Research Topics
On this page, you can find friendly introductions to my research topics. Learn more about limit order books, marked point processes and Hawkes processes. Watch animations of real market data.
This page is not compatible with mobile browsers.
LIMIT ORDER BOOKS
Available quantity
90
60
90
120
100
130
110
100
Price levels
50
50
$17.33
$17.35
THE LIMIT ORDER BOOK MECHANISM
Most of trading now happens on computers through a limit order book mechanism. Traders and trading algorithms submit orders to the electronic exchange (e.g. the Nasdaq) to express their buy and sell wishes. Orders that are waiting to be filled are called limit orders. For each stock (e.g. Apple), the limit orders that target that stock are aggregated in what is called the limit order book. The picture above is a typical way to represent the limit order book.
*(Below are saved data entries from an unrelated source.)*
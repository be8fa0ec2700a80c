//! The shared resource record.

use crate::domain::foundation::{
    OwnedByUser, ResourceId, Timestamp, UserId, ValidationError,
};

/// Fallback title when a resource has neither name nor content.
const UNTITLED: &str = "Untitled Resource";

/// A shareable campus resource (row of the `tweets` table).
#[derive(Debug, Clone, PartialEq, Eq)]
pub struct Resource {
    pub id: ResourceId,
    pub name: String,
    pub content: String,
    pub image_url: String,
    pub author_id: Option<UserId>,
    pub created_at: Timestamp,
}

impl Resource {
    /// Creates a new resource authored by `author`.
    ///
    /// Name, content and image URL are trimmed; a blank name is rejected.
    pub fn new(
        name: &str,
        content: &str,
        image_url: &str,
        author: Option<UserId>,
    ) -> Result<Self, ValidationError> {
        let name = name.trim();
        if name.is_empty() {
            return Err(ValidationError::empty_field("name"));
        }
        Ok(Self {
            id: ResourceId::new(),
            name: name.to_string(),
            content: content.trim().to_string(),
            image_url: image_url.trim().to_string(),
            author_id: author,
            created_at: Timestamp::now(),
        })
    }

    /// Title shown in listings: name, else content, else a placeholder.
    pub fn display_name(&self) -> &str {
        if !self.name.is_empty() {
            &self.name
        } else if !self.content.is_empty() {
            &self.content
        } else {
            UNTITLED
        }
    }

    /// Editable fields of this resource.
    pub fn details(&self) -> ResourceDetails {
        ResourceDetails {
            name: self.name.clone(),
            content: self.content.clone(),
            image_url: self.image_url.clone(),
        }
    }
}

impl OwnedByUser for Resource {
    fn owner_id(&self) -> Option<&UserId> {
        self.author_id.as_ref()
    }
}

/// Editable fields of a resource, as submitted by the edit form.
#[derive(Debug, Clone, Default, PartialEq, Eq)]
pub struct ResourceDetails {
    pub name: String,
    pub content: String,
    pub image_url: String,
}

impl ResourceDetails {
    /// Rejects a blank name; other fields are stored as submitted.
    pub fn validate(&self) -> Result<(), ValidationError> {
        if self.name.trim().is_empty() {
            return Err(ValidationError::empty_field("name"));
        }
        Ok(())
    }
}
In blue (respectively red), one can see the buy (respectively sell) limit orders. Each block corresponds to an awaiting order. The size of the block (indicated by the number at the centre) shows the size of the order (e.g. the number of shares that one wishes to trade). The position of the block on the horizontal axis indicates the price of the order (e.g. the price at which one is willing to trade). In this current state of the limit order book, if one wishes to sell right now, the best price that one can get is $17.33. This price is called the bid price. Similarly, the best price at which one can instantly buy is $17.35 and this is called the ask price. The average of these two prices is called the mid price. This is the price that one can consult on Google, but as you can see, the limit order book carries much more information.
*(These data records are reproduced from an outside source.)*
//! GoTrue adapter implementing the `AuthProvider` port.
//!
//! - Sign-in: `POST /auth/v1/token?grant_type=password`
//! - Refresh: `POST /auth/v1/token?grant_type=refresh_token`
//! - Sign-up: `POST /auth/v1/signup` (a bare user comes back when email
//!   confirmation is pending, a full session otherwise)
//! - Sign-out: `POST /auth/v1/logout` with the user's bearer token

use async_trait::async_trait;
use reqwest::{Method, Response, StatusCode};
use serde::Deserialize;
use serde_json::json;

use crate::domain::foundation::{AuthError, AuthOutcome, BackendSession, BackendUser, UserId};
use crate::ports::AuthProvider;

use super::SupabaseClient;

/// `AuthProvider` backed by Supabase GoTrue.
#[derive(Debug, Clone)]
pub struct SupabaseAuthProvider {
    client: SupabaseClient,
}

impl SupabaseAuthProvider {
    pub fn new(client: SupabaseClient) -> Self {
        Self { client }
    }

    async fn post(&self, path: &str, body: serde_json::Value) -> Result<Response, AuthError> {
        let response = self
            .client
            .request(Method::POST, self.client.auth_url(path))
            .json(&body)
            .send()
            .await
            .map_err(|e| AuthError::service_unavailable(e.to_string()))?;
        check_auth_status(response).await
    }
}

#[derive(Debug, Deserialize)]
struct GoTrueUser {
    id: String,
    #[serde(default)]
    email: Option<String>,
}

#[derive(Debug, Deserialize)]
struct GoTrueSession {
    access_token: String,
    refresh_token: String,
    #[serde(default = "default_expires_in")]
    expires_in: i64,
    user: GoTrueUser,
}

fn default_expires_in() -> i64 {
    3600
}

/// Sign-up answers with either a session or just the user.
#[derive(Debug, Deserialize)]
#[serde(untagged)]
enum SignUpResponse {
    Session(GoTrueSession),
    User(GoTrueUser),
}

#[derive(Debug, Default, Deserialize)]
struct GoTrueError {
    #[serde(default)]
    error: Option<String>,
    #[serde(default)]
    error_code: Option<String>,
    #[serde(default)]
    error_description: Option<String>,
    #[serde(default)]
    msg: Option<String>,
    #[serde(default)]
    message: Option<String>,
}

impl GoTrueError {
    fn message(&self) -> String {
        self.msg
            .clone()
            .or_else(|| self.error_description.clone())
            .or_else(|| self.message.clone())
            .or_else(|| self.error.clone())
            .unwrap_or_else(|| "Authentication failed".to_string())
    }

    fn code(&self) -> &str {
        self.error_code
            .as_deref()
            .or(self.error.as_deref())
            .unwrap_or_default()
    }
}

impl GoTrueUser {
    fn into_backend_user(self, fallback_email: &str) -> Result<BackendUser, AuthError> {
        let id = UserId::new(self.id)
            .map_err(|_| AuthError::service_unavailable("Auth response missing user id"))?;
        Ok(BackendUser {
            id,
            email: self.email.unwrap_or_else(|| fallback_email.to_string()),
        })
    }
}

impl GoTrueSession {
    fn into_outcome(self, fallback_email: &str) -> Result<AuthOutcome, AuthError> {
        let session = BackendSession::new(self.access_token, self.refresh_token, self.expires_in);
        Ok(AuthOutcome {
            user: self.user.into_backend_user(fallback_email)?,
            session: Some(session),
        })
    }
}

/// Maps GoTrue failures onto [`AuthError`].
async fn check_auth_status(response: Response) -> Result<Response, AuthError> {
    let status = response.status();
    if status.is_success() {
        return Ok(response);
    }
    let body = response.text().await.unwrap_or_default();
    let error: GoTrueError = serde_json::from_str(&body).unwrap_or_default();
    Err(map_auth_error(status, &error))
}

fn map_auth_error(status: StatusCode, error: &GoTrueError) -> AuthError {
    if status.is_server_error() {
        return AuthError::service_unavailable(format!("{}: {}", status, error.message()));
    }
    match error.code() {
        "invalid_credentials" => AuthError::InvalidCredentials,
        "invalid_grant" if error.message() == "Invalid login credentials" => {
            AuthError::InvalidCredentials
        }
        "refresh_token_not_found" | "refresh_token_already_used" | "bad_jwt" => {
            AuthError::InvalidToken
        }
        "session_expired" | "session_not_found" => AuthError::TokenExpired,
        "user_not_found" => AuthError::UserNotFound,
        _ if status == StatusCode::UNAUTHORIZED => AuthError::InvalidToken,
        _ => AuthError::rejected(error.message()),
    }
}

async fn parse<T: for<'de> Deserialize<'de>>(response: Response) -> Result<T, AuthError> {
    response
        .json()
        .await
        .map_err(|e| AuthError::service_unavailable(format!("Unexpected auth response: {}", e)))
}

#[async_trait]
impl AuthProvider for SupabaseAuthProvider {
    async fn sign_in(&self, email: &str, password: &str) -> Result<AuthOutcome, AuthError> {
        let response = self
            .post(
                "token?grant_type=password",
                json!({ "email": email, "password": password }),
            )
            .await?;
        let session: GoTrueSession = parse(response).await?;
        tracing::debug!(email = %email, "Backend sign-in succeeded");
        session.into_outcome(email)
    }

    async fn sign_up(&self, email: &str, password: &str) -> Result<AuthOutcome, AuthError> {
        let response = self
            .post("signup", json!({ "email": email, "password": password }))
            .await?;
        match parse::<SignUpResponse>(response).await? {
            SignUpResponse::Session(session) => session.into_outcome(email),
            SignUpResponse::User(user) => {
                tracing::info!(email = %email, "Account created; email confirmation pending");
                Ok(AuthOutcome {
                    user: user.into_backend_user(email)?,
                    session: None,
                })
            }
        }
    }

    async fn refresh(&self, refresh_token: &str) -> Result<BackendSession, AuthError> {
        let response = self
            .post(
                "token?grant_type=refresh_token",
                json!({ "refresh_token": refresh_token }),
            )
            .await?;
        let session: GoTrueSession = parse(response).await?;
        Ok(BackendSession::new(
            session.access_token,
            session.refresh_token,
            session.expires_in,
        ))
    }

    async fn sign_out(&self, access_token: &str) -> Result<(), AuthError> {
        let response = self
            .client
            .request_as(Method::POST, self.client.auth_url("logout"), access_token)
            .send()
            .await
            .map_err(|e| AuthError::service_unavailable(e.to_string()))?;
        check_auth_status(response).await?;
        Ok(())
    }
}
Suppose now that we want to buy 200 shares. To achieve this goal, we send the following succession of orders:

buy order of size 80 at $17.35 (results in an instant trade);

buy order of size 120 at $17.34 (becomes a limit order, no instant trade happens);

cancellation of the previous buy order;

buy order of size 120 at $17.37 (results in an instant trade).
Assuming that no other orders are submitted in the meantime, the following pictures show the evolution of the limit order book after each order. Click on each picture to zoom. The first picture shows the initial state before the submission of our first order.
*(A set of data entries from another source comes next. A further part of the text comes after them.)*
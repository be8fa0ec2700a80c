//! Resource command and query handlers: create, edit, delete.

mod create_resource;
mod delete_resource;
mod edit_resource;

pub use create_resource::{CreateResourceCommand, CreateResourceHandler, ImageUpload};
pub use delete_resource::{DeleteResourceCommand, DeleteResourceHandler};
pub use edit_resource::{
    EditResourceHandler, LoadEditableResourceQuery, UpdateResourceCommand,
};

use thiserror::Error;

use crate::domain::foundation::DomainError;

/// Errors surfaced by resource handlers, worded as the user sees them.
#[derive(Debug, Clone, Error)]
pub enum ResourceError {
    #[error("Resource name/title cannot be empty")]
    EmptyTitle,

    #[error("Resource name cannot be empty")]
    EmptyName,

    #[error("Not found")]
    NotFound,

    #[error("Not authorized")]
    NotAuthorized,

    #[error("Failed to create resource")]
    CreateFailed(#[source] DomainError),

    #[error("Failed to update resource")]
    UpdateFailed(#[source] DomainError),

    /// Lookup or delete failed in the backend; carries the backend's message.
    #[error("{}", .0.message)]
    Backend(#[source] DomainError),
}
ANIMATIONS OF REAL MARKET DATA
In the video below, watch the limit order book of the stock Apple on the Nasdaq stock exchange on June 21, 2012. The clock at the top indicates the current time. The video starts exactly at 11am and shows one minute of activity. We only display the first ten levels on each side of the limit order book. The secondary plot in the lower part records the evolution of the bid and ask prices. Each time a trade occurs, a vertical bar is drawn at the corresponding time. The height of these bars (to be read on the secondary axis) indicates the trade size (i.e. number of shares exchanged) while the colour indicates which side initiated the trade. For example, a blue bar means that the trade was triggered by a buy order. The data used to generate this video was provided by LOBSTER. Note that free data samples are available on their website.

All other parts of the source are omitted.